Enter Caroline O’Connor. I am very pleased to say that O’Connor delivers the role of Rose with all the poise and conviction of a caricature of a stagey mother, but with the warmth, and the stark reality as she concludes the piece with her rendition of “Rose’s Turn”, in which the audience applauded for a great length of time. It would be very easy to play this part for laughs, and over dramatise the character but O’Connor performs the role with a believability that actually all she wants is for her children to have the life she never had.
At a time where Vaudeville is on the way out and Burlesque is the next big thing. Rose continues blinkered by her own determination that her babies are growing up, and Vaudeville is dying out. Her full on approach to ensure her troupe get seen by every talent scout, often by storming the stage, only further remove herself from how she might push her daughters away.
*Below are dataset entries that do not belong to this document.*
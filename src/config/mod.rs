//! The werf config pipeline.
//!
//! ```text
//! werf.yaml + .werf/**/*.tmpl
//!     │  (giterminism-gated reads)
//!     ▼
//! templating ──► rendered YAML stream ──► splitter ──► raw (classify, unmarshal)
//!                                                        │
//!                                                        ▼
//!                                    directives ──► validation ──► WerfConfig
//! ```
//!
//! # Modules
//!
//! - [`splitter`] - `---` boundary detection on raw bytes
//! - [`raw`] - section classification and strict unmarshaling
//! - [`directives`] - final image, artifact and meta types
//! - [`validation`] - whole-config checks and the import index
//! - [`graph`] - dependency graph, cycle detection, build order
//! - [`error`] - [`ConfigError`]
//!
//! # Example
//!
//! ```rust,no_run
//! use std::sync::Arc;
//! use werf_config::config::{WerfConfigOptions, get_werf_config};
//! use werf_config::giterminism::{FileReader, GiterminismManager, GiterminismOptions};
//!
//! # fn main() -> anyhow::Result<()> {
//! let options = GiterminismOptions { loose: true, ..Default::default() };
//! let manager = GiterminismManager::new(".", None, &options)?;
//! let reader = FileReader::new(Arc::new(manager));
//!
//! let config = get_werf_config(&reader, None, ".werf", &WerfConfigOptions::default())?;
//! for name in config.dependency_order()? {
//!     println!("{name}");
//! }
//! # Ok(())
//! # }
//! ```

pub mod directives;
pub mod error;
pub mod graph;
pub mod raw;
pub mod splitter;
pub mod validation;

pub use directives::{
    Deploy, Docker, Git, ImageFrom, ImageFromDockerfile, Import, ImportSource, ImportStage, Meta,
    Mount, MountSource, Shell, StageName, StapelImage, StapelImageArtifact, StapelImageBase,
};
pub use error::ConfigError;
pub use splitter::{Document, split_by_docs};
pub use validation::ImportRef;

use anyhow::{Context, Result};
use std::collections::BTreeMap;
use std::io::Write;
use std::path::{Path, PathBuf};
use std::sync::Arc;
use tracing::{debug, info};

use crate::core::WerfError;
use crate::git::{LocalGitRepo, repo_name_from_url};
use crate::giterminism::FileReader;
use crate::templating::TemplateRenderer;
use crate::utils::{normalize_path_for_storage, project_slug};
use graph::ImageGraph;

/// Directory searched for `*.tmpl` fragments when none is given.
pub const DEFAULT_CONFIG_TEMPLATES_DIR: &str = ".werf";

/// Per-invocation options of the config entry points.
#[derive(Debug, Clone, Default)]
pub struct WerfConfigOptions {
    /// Keep the rendered file and log its path.
    pub log_rendered_file_path: bool,
    /// Value of `Env` in templates.
    pub env: String,
}

/// A parsed and validated werf config.
#[derive(Debug)]
pub struct WerfConfig {
    pub meta: Meta,
    pub stapel_images: Vec<StapelImage>,
    pub images_from_dockerfile: Vec<ImageFromDockerfile>,
    pub artifacts: Vec<StapelImageArtifact>,
    /// Imports grouped by the image or artifact they read from.
    pub imports_by_source: BTreeMap<String, Vec<ImportRef>>,
    graph: ImageGraph,
}

impl WerfConfig {
    #[must_use]
    pub fn get_stapel_image(&self, name: &str) -> Option<&StapelImage> {
        self.stapel_images.iter().find(|image| image.base.name == name)
    }

    #[must_use]
    pub fn get_dockerfile_image(&self, name: &str) -> Option<&ImageFromDockerfile> {
        self.images_from_dockerfile.iter().find(|image| image.name == name)
    }

    #[must_use]
    pub fn get_artifact(&self, name: &str) -> Option<&StapelImageArtifact> {
        self.artifacts.iter().find(|artifact| artifact.base.name == name)
    }

    #[must_use]
    pub fn has_image_or_artifact(&self, name: &str) -> bool {
        self.source_document(name).is_some()
    }

    /// Names of stapel and Dockerfile images, artifacts excluded.
    #[must_use]
    pub fn image_names(&self) -> Vec<&str> {
        self.stapel_images
            .iter()
            .map(|image| image.base.name.as_str())
            .chain(self.images_from_dockerfile.iter().map(|image| image.name.as_str()))
            .collect()
    }

    /// Every image and artifact, dependencies before their dependents.
    pub fn dependency_order(&self) -> Result<Vec<String>, ConfigError> {
        self.graph.topological_order()
    }

    /// The section an image or artifact was declared in.
    #[must_use]
    pub fn source_document(&self, name: &str) -> Option<&Arc<Document>> {
        self.get_artifact(name)
            .map(|artifact| &artifact.base.doc)
            .or_else(|| self.get_stapel_image(name).map(|image| &image.base.doc))
            .or_else(|| self.get_dockerfile_image(name).map(|image| &image.doc))
    }

    fn all_names(&self) -> impl Iterator<Item = &str> {
        self.image_names()
            .into_iter()
            .chain(self.artifacts.iter().map(|artifact| artifact.base.name.as_str()))
    }
}

/// Renders the config with its fragments into one YAML stream.
pub fn render_werf_config_yaml(
    reader: &FileReader,
    config_path: Option<&str>,
    templates_dir: &str,
    env: &str,
) -> Result<String> {
    let (config_rel_path, content) = reader.read_config(config_path)?;

    let templates_dir = normalize_path_for_storage(templates_dir);
    let prefix = match templates_dir.trim_end_matches('/') {
        "" | "." => String::new(),
        dir => format!("{dir}/"),
    };
    let fragments: BTreeMap<String, String> = reader
        .config_templates(&templates_dir)?
        .into_iter()
        .map(|(path, data)| {
            let name = path.strip_prefix(&prefix).unwrap_or(&path).to_string();
            (name, String::from_utf8_lossy(&data).into_owned())
        })
        .collect();

    debug!(
        target: "config",
        "Rendering {} with {} template(s) from '{}'",
        config_rel_path,
        fragments.len(),
        templates_dir
    );

    TemplateRenderer::new(reader.clone())
        .render(&String::from_utf8_lossy(&content), &fragments, env)
        .with_context(|| format!("unable to render {config_rel_path}"))
}

/// Splits, classifies and validates an already rendered stream.
///
/// A missing meta section is reported without a project suggestion; see
/// [`get_werf_config`] for the variant that computes one.
pub fn parse_werf_config(rendered: &[u8], render_path: &Path) -> Result<WerfConfig, ConfigError> {
    let docs = split_by_docs(rendered, render_path);
    let raw = raw::split_by_meta_and_raw_images(&docs)?;

    let raw_meta = raw.meta.as_ref().ok_or(ConfigError::MetaNotDefined {
        project: None,
    })?;
    let meta = Meta::from_raw(raw_meta)?;

    validation::assemble(meta, &raw)
}

/// Rendered stream plus the config parsed from it.
fn load_werf_config(
    reader: &FileReader,
    config_path: Option<&str>,
    templates_dir: &str,
    opts: &WerfConfigOptions,
) -> Result<(String, WerfConfig)> {
    let rendered = render_werf_config_yaml(reader, config_path, templates_dir, &opts.env)
        .context("cannot parse config")?;

    let mut render_file = tempfile::Builder::new()
        .prefix("werf-config-render-")
        .suffix(".yaml")
        .tempfile()
        .context("unable to create the werf config render file")?;
    render_file
        .write_all(rendered.as_bytes())
        .with_context(|| format!("unable to write rendered config to {}", render_file.path().display()))?;
    let render_path = render_file.path().to_path_buf();

    let parsed = match parse_werf_config(rendered.as_bytes(), &render_path) {
        Err(ConfigError::MetaNotDefined {
            ..
        }) => {
            let project = get_project_name(reader.project_dir(), reader.manager().repo())
                .context("failed to get default project name")?;
            Err(ConfigError::MetaNotDefined {
                project: Some(project),
            })
        }
        other => other,
    };

    // Errors point into the render file, so it outlives the process then.
    if opts.log_rendered_file_path || parsed.is_err() {
        let path = persist_render_file(render_file)?;
        if opts.log_rendered_file_path {
            info!("Using werf config render file: {}", path.display());
        }
    }

    Ok((rendered, parsed?))
}

fn persist_render_file(file: tempfile::NamedTempFile) -> Result<PathBuf> {
    let (_, path) = file.keep().context("unable to keep the werf config render file")?;
    Ok(path)
}

/// Renders, parses and validates the werf config of the project.
pub fn get_werf_config(
    reader: &FileReader,
    config_path: Option<&str>,
    templates_dir: &str,
    opts: &WerfConfigOptions,
) -> Result<WerfConfig> {
    load_werf_config(reader, config_path, templates_dir, opts).map(|(_, config)| config)
}

/// Output of the render command.
///
/// Without image names this is the whole rendered stream; otherwise the
/// source sections of the named images joined by `---`.
pub fn render_werf_config(
    reader: &FileReader,
    config_path: Option<&str>,
    templates_dir: &str,
    images: &[String],
    opts: &WerfConfigOptions,
) -> Result<String> {
    let (rendered, config) = load_werf_config(reader, config_path, templates_dir, opts)?;
    if images.is_empty() {
        return Ok(rendered);
    }

    let mut sections = Vec::with_capacity(images.len());
    for name in images {
        let doc = config.source_document(name).ok_or_else(|| WerfError::ImageNotDefined {
            name: error::display_name(name).to_string(),
            suggestions: similar_names(name, config.all_names()),
        })?;
        sections.push(doc.content_str().into_owned());
    }
    Ok(sections.join("---\n"))
}

fn similar_names<'a>(name: &str, candidates: impl Iterator<Item = &'a str>) -> Vec<String> {
    let mut similar: Vec<(usize, &str)> = candidates
        .filter(|candidate| !candidate.is_empty())
        .map(|candidate| (strsim::levenshtein(name, candidate), candidate))
        .filter(|(distance, _)| *distance <= 3)
        .collect();
    similar.sort_unstable();
    similar.into_iter().take(3).map(|(_, candidate)| candidate.to_string()).collect()
}

/// Project name suggested for a config without a meta section: the `origin`
/// repository name when there is one, the directory name otherwise, slugified.
pub fn get_project_name(project_dir: &Path, repo: Option<&dyn LocalGitRepo>) -> Result<String> {
    if let Some(repo) = repo {
        if let Some(url) = repo.remote_origin_url()? {
            let name = repo_name_from_url(&url)
                .ok_or_else(|| anyhow::anyhow!("bad url '{url}': unable to get the repository name"))?;
            return Ok(project_slug(&name));
        }
    }

    let name = project_dir
        .canonicalize()
        .unwrap_or_else(|_| project_dir.to_path_buf())
        .file_name()
        .map(|name| name.to_string_lossy().into_owned())
        .unwrap_or_default();
    Ok(project_slug(&name))
}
At a turning point in the piece where child “star” Dainty June played by Daisy Maywood elopes with fellow performer Tulsa, who may I add performed by Jason Winter gave the audience a sensational dance routine as the boy who has aspirations of a modern dance act, left Rose bereft. A beautiful moment where the realisation kicks in is quickly taken away as Rose turns and decides that Louise, played by Victoria Hamilton-Barritt becomes her latest project.
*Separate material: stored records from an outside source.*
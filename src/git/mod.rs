//! Read-only access to the project's local git repository.
//!
//! The config pipeline only ever reads from git: it resolves the head commit
//! once, then reads blobs, checks paths and lists files at that commit. Like
//! the rest of the crate it shells out to the system `git` binary instead of
//! embedding a git implementation, so it works with whatever repository layout
//! and configuration the user already has.
//!
//! All paths passed to and returned from [`LocalGitRepo`] are relative to the
//! project directory (which may be a subdirectory of the repository) and use
//! forward slashes.
//!
//! # Examples
//!
//! ```rust,no_run
//! use werf_config::git::{GitRepo, LocalGitRepo};
//!
//! # fn example() -> anyhow::Result<()> {
//! if let Some(repo) = GitRepo::open("/path/to/project")? {
//!     let head = repo.head_commit()?;
//!     let data = repo.read_commit_file(&head, "werf.yaml")?;
//!     println!("{} bytes", data.len());
//! }
//! # Ok(())
//! # }
//! ```

pub mod command_builder;

use anyhow::{Context, Result};
use std::path::{Path, PathBuf};

use crate::core::WerfError;
use crate::utils::normalize_path_for_storage;
use command_builder::GitCommand;

/// The version-control operations the giterminism resolver depends on.
///
/// Implemented by [`GitRepo`] for real repositories and by an in-memory fake
/// in tests.
pub trait LocalGitRepo: Send + Sync {
    /// Full id of the current head commit.
    fn head_commit(&self) -> Result<String>;

    /// Content of `path` at `commit`.
    fn read_commit_file(&self, commit: &str, path: &str) -> Result<Vec<u8>>;

    /// Whether `path` is a file (blob or symlink) at `commit`.
    fn is_commit_file_exist(&self, commit: &str, path: &str) -> Result<bool>;

    /// Whether `path` is a directory at `commit`.
    fn is_commit_directory_exist(&self, commit: &str, path: &str) -> Result<bool>;

    /// Every file below the project directory at `commit`, sorted.
    fn commit_file_paths(&self, commit: &str) -> Result<Vec<String>>;

    /// URL of the `origin` remote, if one is configured.
    fn remote_origin_url(&self) -> Result<Option<String>>;
}

/// A repository accessed through the system `git` binary.
#[derive(Debug, Clone)]
pub struct GitRepo {
    project_dir: PathBuf,
}

#[derive(Debug, PartialEq, Eq)]
enum TreeEntryKind {
    Blob,
    Tree,
    Other,
}

impl GitRepo {
    /// Opens the repository containing `project_dir`.
    ///
    /// Returns `Ok(None)` when the directory is not inside a git work tree.
    pub fn open(project_dir: impl AsRef<Path>) -> Result<Option<Self>> {
        ensure_git_available()?;
        let project_dir = project_dir.as_ref().to_path_buf();

        match GitCommand::show_toplevel().current_dir(&project_dir).execute_stdout() {
            Ok(toplevel) => {
                tracing::debug!(target: "git", "Using git work tree {}", toplevel);
                Ok(Some(Self {
                    project_dir,
                }))
            }
            Err(err) => {
                tracing::debug!(
                    target: "git",
                    "{} is not a git work tree: {}",
                    project_dir.display(),
                    err
                );
                Ok(None)
            }
        }
    }

    /// Project directory the repository was opened for.
    #[must_use]
    pub fn path(&self) -> &Path {
        &self.project_dir
    }

    fn command(&self, cmd: GitCommand) -> GitCommand {
        cmd.current_dir(&self.project_dir)
    }

    fn tree_entry_kind(&self, commit: &str, path: &str) -> Result<Option<TreeEntryKind>> {
        let path = normalize_path_for_storage(path);
        let output = self
            .command(GitCommand::ls_tree_entry(commit, &path))
            .execute_bytes()
            .with_context(|| format!("unable to inspect '{path}' at commit {commit}"))?;

        Ok(parse_tree_entry(&String::from_utf8_lossy(&output), &path))
    }
}

/// Finds `path` among NUL-terminated `<mode> <type> <object>\t<name>` records.
fn parse_tree_entry(output: &str, path: &str) -> Option<TreeEntryKind> {
    let wanted = path.trim_end_matches('/');
    output.split('\0').find_map(|record| {
        let (meta, name) = record.split_once('\t')?;
        if name.trim_end_matches('/') != wanted {
            return None;
        }
        Some(match meta.split_whitespace().nth(1) {
            Some("blob") => TreeEntryKind::Blob,
            Some("tree") => TreeEntryKind::Tree,
            _ => TreeEntryKind::Other,
        })
    })
}

impl LocalGitRepo for GitRepo {
    fn head_commit(&self) -> Result<String> {
        self.command(GitCommand::rev_parse("HEAD"))
            .with_context("resolving head commit")
            .execute_stdout()
            .context("unable to resolve the head commit of the project git repository")
    }

    fn read_commit_file(&self, commit: &str, path: &str) -> Result<Vec<u8>> {
        let path = normalize_path_for_storage(path);
        self.command(GitCommand::cat_file_blob(commit, &path))
            .execute_bytes()
            .with_context(|| format!("unable to read '{path}' at commit {commit}"))
    }

    fn is_commit_file_exist(&self, commit: &str, path: &str) -> Result<bool> {
        Ok(self.tree_entry_kind(commit, path)? == Some(TreeEntryKind::Blob))
    }

    fn is_commit_directory_exist(&self, commit: &str, path: &str) -> Result<bool> {
        Ok(self.tree_entry_kind(commit, path)? == Some(TreeEntryKind::Tree))
    }

    fn commit_file_paths(&self, commit: &str) -> Result<Vec<String>> {
        let output = self
            .command(GitCommand::ls_tree_files(commit))
            .execute_bytes()
            .with_context(|| format!("unable to list files at commit {commit}"))?;

        let mut paths: Vec<String> = output
            .split(|b| *b == 0)
            .filter(|entry| !entry.is_empty())
            .map(|entry| String::from_utf8_lossy(entry).into_owned())
            .collect();
        paths.sort();
        Ok(paths)
    }

    fn remote_origin_url(&self) -> Result<Option<String>> {
        match self.command(GitCommand::remote_origin_url()).execute_stdout() {
            Ok(url) if !url.is_empty() => Ok(Some(url)),
            Ok(_) => Ok(None),
            Err(err) => match err.downcast_ref::<WerfError>() {
                Some(WerfError::GitCommandError {
                    ..
                }) => Ok(None),
                _ => Err(err),
            },
        }
    }
}

/// Checks if Git is installed and accessible on the system.
#[must_use]
pub fn is_git_installed() -> bool {
    crate::utils::platform::command_exists(crate::utils::platform::get_git_command())
}

/// Ensures Git is available, returning [`WerfError::GitNotFound`] otherwise.
pub fn ensure_git_available() -> Result<()> {
    if !is_git_installed() {
        return Err(WerfError::GitNotFound.into());
    }
    Ok(())
}

/// Repository name from a remote URL: the last path segment without `.git`.
///
/// Handles HTTPS, `ssh://`, scp-like `git@host:group/repo.git` and local paths.
#[must_use]
pub fn repo_name_from_url(url: &str) -> Option<String> {
    let trimmed = url.trim().trim_end_matches('/');
    let path = match trimmed.split_once("://") {
        Some((_, rest)) => rest,
        None => match trimmed.split_once(':') {
            // scp-like syntax, but not a Windows drive letter
            Some((host, rest)) if host.len() > 1 => rest,
            _ => trimmed,
        },
    };

    let name = path.rsplit('/').next()?.trim_end_matches(".git");
    if name.is_empty() {
        None
    } else {
        Some(name.to_string())
    }
}

#[cfg(test)]
mod tests {
    use super::*;

    #[test]
    fn test_repo_name_from_url() {
        assert_eq!(
            repo_name_from_url("https://github.com/werf/demo-app.git").as_deref(),
            Some("demo-app")
        );
        assert_eq!(repo_name_from_url("git@gitlab.com:group/sub/App.git").as_deref(), Some("App"));
        assert_eq!(
            repo_name_from_url("ssh://git@host:2222/group/repo").as_deref(),
            Some("repo")
        );
        assert_eq!(repo_name_from_url("/srv/git/project.git/").as_deref(), Some("project"));
        assert_eq!(repo_name_from_url("https://host/").as_deref(), Some("host"));
        assert_eq!(repo_name_from_url(""), None);
    }

    #[test]
    fn test_parse_tree_entry() {
        let output = "100644 blob 3b18e512dba79e4c8300dd08aeb37f8e728b8dad\tconf/café.ini\0";
        assert_eq!(parse_tree_entry(output, "conf/café.ini"), Some(TreeEntryKind::Blob));
        assert_eq!(parse_tree_entry(output, "conf/cafe.ini"), None);

        let output = "040000 tree 4b825dc642cb6eb9a060e54bf8d69288fbee4904\tconf\0";
        assert_eq!(parse_tree_entry(output, "conf/"), Some(TreeEntryKind::Tree));

        let output = "160000 commit 4b825dc642cb6eb9a060e54bf8d69288fbee4904\tvendor/lib\0";
        assert_eq!(parse_tree_entry(output, "vendor/lib"), Some(TreeEntryKind::Other));

        // Names are not quoted and may hold tabs or newlines
        let output = "100644 blob 3b18e512dba79e4c8300dd08aeb37f8e728b8dad\tweird\nname\0";
        assert_eq!(parse_tree_entry(output, "weird\nname"), Some(TreeEntryKind::Blob));
        assert_eq!(parse_tree_entry("", "anything"), None);
    }
}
On a misunderstanding in a booking, Louise’s show is booked into a Burlesque joint and much to Rose’s objection money for the failing Vaudeville crowd is tight and so they must perform. The style of show is exemplified as three overtly confident women, Mazeppa by Lucinda Shaw, Electra by Jane Fowler and Tessie Tura by Geraldine Fitzgerald take us through the raunchy and highly entertaining “You gotta get a gimmick” as number that has been performed countless times.
As Louise becomes the star, and long term love interest Herbie realises Rose will never marry him, as she is deeply married to the industry, Rose suddenly finds herself as the mother who isn’t needed anymore, so where does that leave Rose.
Kerryson has created a superb revival of a show that deserves the bright stars that have littered the reviews. O’Connor takes you on an emotional journey where you cannot, despite all the drama and determination, feel for her and her situation.